Dans une tentative de retrouver un rôle opérationnel, la France et l'Italie ont proposé la création d'une force multinationale ou d'une coalition destinée à soutenir le Liban après la fin du mandat de la FINUL, afin de renforcer la souveraineté de l'État et d'appuyer l'armée libanaise. Toutefois, cette proposition se heurte aux réserves d'Israël concernant tout élargissement du rôle de la France ou toute formule rappelant la FINUL, ainsi qu'au soutien américain à la position israélienne. Sa réussite dépend également d'un consensus interne libanais et d'une définition claire du mandat et des règles d'engagement.
Dans la presse européenne, l'approche apparaît plus prudente. Le Monde a qualifié l'accord de cadre historique mais fragile, soulignant qu'il exclut le « Hezbollah » de la signature tout en confiant de facto à l'armée libanaise la mise en œuvre du désarmement dans certaines régions du sud. Le quotidien estime que l'accord pourrait réduire les tensions à court terme, sans pour autant garantir un règlement durable, en raison du rejet du Hezbollah et du fait qu'Israël conditionne son retrait complet à l'élimination de la menace militaire qu'il perçoit.

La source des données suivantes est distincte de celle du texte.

//! Edge-case tests: teardown, invalid targets, odd tree shapes

use fos_cssom::ParseOptions;
use fos_hdom::{Document, DocumentConfig, DomError, Namespace};

#[test]
fn test_released_node_rejects_access() {
    let mut doc = Document::default();
    let body = doc.body();
    let div = doc.create_element("div");
    let child = doc.create_element("span");
    doc.append_child(div, child).unwrap();
    doc.append_child(body, div).unwrap();
    doc.set_attribute(div, "style", "color: red").unwrap();
    assert_eq!(doc.style(div).unwrap().css_text(), "color: red");

    doc.release(div).unwrap();

    assert!(doc.child_nodes(body).is_empty());
    assert_eq!(doc.style(div).err(), Some(DomError::Released));
    assert_eq!(doc.dataset(child).err(), Some(DomError::Released));
    assert_eq!(doc.set_attribute(div, "title", "x"), Err(DomError::Released));
    assert_eq!(doc.append_child(body, div), Err(DomError::Released));
}

#[test]
fn test_released_style_element_drops_sheet() {
    let mut doc = Document::default();
    let head = doc.head();
    let style = doc.create_element("style");
    doc.append_child(head, style).unwrap();
    assert!(doc.sheet(style).unwrap().is_some());

    doc.release(style).unwrap();
    assert_eq!(doc.sheet(style).err(), Some(DomError::Released));
    assert!(doc.child_nodes(head).is_empty());
}

#[test]
fn test_text_nodes_have_no_derived_state() {
    let mut doc = Document::default();
    let text = doc.create_text_node("x");

    assert_eq!(doc.style(text).err(), Some(DomError::InvalidNodeType));
    assert_eq!(doc.dataset(text).err(), Some(DomError::InvalidNodeType));
    assert_eq!(doc.set_attribute(text, "a", "b"), Err(DomError::InvalidNodeType));
}

#[test]
fn test_insert_before_foreign_reference() {
    let mut doc = Document::default();
    let a = doc.create_element("div");
    let b = doc.create_element("div");
    let stranger = doc.create_element("p");
    doc.append_child(b, stranger).unwrap();

    let child = doc.create_element("span");
    assert_eq!(doc.insert_before(a, child, Some(stranger)), Err(DomError::NotAChild));
    assert_eq!(doc.parent_node(child), None);
}

#[test]
fn test_insert_before_none_appends() {
    let mut doc = Document::default();
    let div = doc.create_element("div");
    let first = doc.create_text_node("1");
    let second = doc.create_text_node("2");
    doc.append_child(div, first).unwrap();
    doc.insert_before(div, second, None).unwrap();

    assert_eq!(doc.child_nodes(div), vec![first, second]);
}

#[test]
fn test_comments_are_not_style_text() {
    let mut doc = Document::default();
    let head = doc.head();
    let style = doc.create_element("style");
    let comment = doc.create_comment("b { color: red; }");
    let text = doc.create_text_node("a { color: red; }");
    doc.append_child(style, comment).unwrap();
    doc.append_child(style, text).unwrap();
    doc.append_child(head, style).unwrap();

    assert_eq!(doc.text_content(style).unwrap(), "a { color: red; }");
    assert_eq!(doc.sheet(style).unwrap().map(|s| s.len()), Some(1));
}

#[test]
fn test_remove_absent_style_attribute() {
    let mut doc = Document::default();
    let div = doc.create_element("div");
    assert_eq!(doc.style(div).unwrap().css_text(), "");

    assert_eq!(doc.remove_attribute(div, "style").unwrap(), None);
    assert_eq!(doc.style(div).unwrap().css_text(), "");
    assert_eq!(doc.get_attribute(div, "style").unwrap(), None);
}

#[test]
fn test_remove_missing_style_property_leaves_attribute_alone() {
    let mut doc = Document::default();
    let div = doc.create_element("div");

    assert_eq!(doc.remove_style_property(div, "color").unwrap(), "");
    assert!(!doc.has_attribute(div, "style").unwrap());
}

#[test]
fn test_invalid_style_text_is_kept_verbatim() {
    let mut doc = Document::default();
    let div = doc.create_element("div");
    doc.set_style_text(div, "not css at all").unwrap();

    let style = doc.style(div).unwrap();
    assert_eq!(style.css_text(), "not css at all");
}

#[test]
fn test_empty_document_config() {
    let mut doc = Document::with_config(DocumentConfig {
        url: "https://example.com/".to_string(),
        scaffold: false,
        css: ParseOptions { error_recovery: false },
    });
    assert_eq!(doc.url(), "https://example.com/");
    assert!(!doc.head().is_valid());

    let root = doc.tree().root();
    let style = doc.create_element("style");
    let text = doc.create_text_node("a { color: red; }");
    doc.append_child(style, text).unwrap();
    doc.append_child(root, style).unwrap();
    assert_eq!(doc.sheet(style).unwrap().map(|s| s.len()), Some(1));
}

#[test]
fn test_svg_style_element_is_not_a_style_sheet() {
    let mut doc = Document::default();
    let body = doc.body();
    let style = doc.create_element_ns(Namespace::Svg, "style");
    doc.append_child(body, style).unwrap();

    assert_eq!(doc.sheet(style).err(), Some(DomError::InvalidNodeType));
}

#[test]
fn test_uppercase_style_tag() {
    let mut doc = Document::default();
    let head = doc.head();
    let style = doc.create_element("STYLE");
    doc.append_child(head, style).unwrap();

    assert!(doc.sheet(style).unwrap().is_some());
}

#[test]
fn test_deep_tree_connection() {
    let mut doc = Document::default();
    let top = doc.create_element("div");
    let mut current = top;
    for _ in 0..200 {
        let next = doc.create_element("div");
        doc.append_child(current, next).unwrap();
        current = next;
    }
    let style = doc.create_element("style");
    doc.append_child(current, style).unwrap();

    let body = doc.body();
    doc.append_child(body, top).unwrap();
    assert!(doc.is_connected(style).unwrap());
    assert!(doc.sheet(style).unwrap().is_some());
}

De son côté, The Guardian s'est intéressé à une clause appelant les parties à s'abstenir de toute « action hostile ou négative » dans les instances juridiques et politiques internationales. Cette disposition a suscité des inquiétudes parmi les défenseurs européens des droits humains, qui craignent qu'elle ne limite les poursuites pour crimes de guerre ou n'affaiblisse l'accès des victimes aux mécanismes de justice internationale, notamment à la Cour pénale internationale. Elle soulève ainsi la question d'un retour au calme qui pourrait se faire au détriment de la responsabilité juridique.
En conclusion, l'Europe soutient l'accord dans son principe, mais ne le considère pas comme pleinement garanti. Sa position demeure fidèle à ses priorités traditionnelles : mettre fin à la guerre, soutenir l'armée libanaise, restaurer la souveraineté de l'État, prévenir l'effondrement du Liban et préserver la stabilité en Méditerranée orientale. Dans le même temps, elle continue d'exprimer quatre préoccupations majeures : le risque que l'accord serve de couverture à une présence israélienne prolongée, les difficultés de l'armée libanaise à remplir ses missions sans un soutien politique et financier suffisant, le risque d'une crise interne lié au refus du Hezbollah, ainsi que la marginalisation persistante de l'Europe dans les mécanismes de garantie et de mise en œuvre.
En résumé, la position européenne peut être résumée par l'équation suivante : oui à un accord qui constitue un point d'entrée vers la restauration de l'État libanais et de sa souveraineté, mais non à un accord qui légitime une occupation prolongée ou qui devienne le catalyseur d'un conflit interne au Liban.